* [Task goal] Please write out the data that follows, word for word.
BEGIN Listed records
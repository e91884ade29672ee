use sea_orm_migration::{prelude::*, schema::*};

#[derive(DeriveMigrationName)]
pub struct Migration;

#[async_trait::async_trait]
impl MigrationTrait for Migration {
    async fn up(&self, manager: &SchemaManager) -> Result<(), DbErr> {
        manager
            .create_table(
                Table::create()
                    .table(Resource::Table)
                    .if_not_exists()
                    .col(pk_auto(Resource::Id))
                    .col(string_uniq(Resource::Name))
                    .col(string(Resource::ResourceType))
                    .col(string_null(Resource::Url))
                    .col(text_null(Resource::Description))
                    .col(string_null(Resource::Focus))
                    .col(string_null(Resource::BestFor))
                    .col(timestamp(Resource::CreatedAt))
                    .col(timestamp(Resource::UpdatedAt))
                    .to_owned(),
            )
            .await
    }

    async fn down(&self, manager: &SchemaManager) -> Result<(), DbErr> {
        manager
            .drop_table(Table::drop().table(Resource::Table).to_owned())
            .await
    }
}

#[derive(DeriveIden)]
pub enum Resource {
    #[sea_orm(iden = "resources")]
    Table,
    Id,
    Name,
    ResourceType,
    Url,
    Description,
    Focus,
    BestFor,
    CreatedAt,
    UpdatedAt,
}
END Listed records
* [Task output]
repository e91884ade29672ee
use sea_orm_migration::{prelude::*, schema::*};

#[derive(DeriveMigrationName)]
pub struct Migration;

#[async_trait::async_trait]
impl MigrationTrait for Migration {
    async fn up(&self, manager: &SchemaManager) -> Result<(), DbErr> {
        manager
            .create_table(
                Table::create()
                    .table(Resource::Table)
                    .if_not_exists()
                    .col(pk_auto(Resource::Id))
                    .col(string_uniq(Resource::Name))
                    .col(string(Resource::ResourceType))
                    .col(string_null(Resource::Url))
                    .col(text_null(Resource::Description))
                    .col(string_null(Resource::Focus))
                    .col(string_null(Resource::BestFor))
                    .col(timestamp(Resource::CreatedAt))
                    .col(timestamp(Resource::UpdatedAt))
                    .to_owned(),
            )
            .await
    }

    async fn down(&self, manager: &SchemaManager) -> Result<(), DbErr> {
        manager
            .drop_table(Table::drop().table(Resource::Table).to_owned())
            .await
    }
}

#[derive(DeriveIden)]
pub enum Resource {
    #[sea_orm(iden = "resources")]
    Table,
    Id,
    Name,
    ResourceType,
    Url,
    Description,
    Focus,
    BestFor,
    CreatedAt,
    UpdatedAt,
}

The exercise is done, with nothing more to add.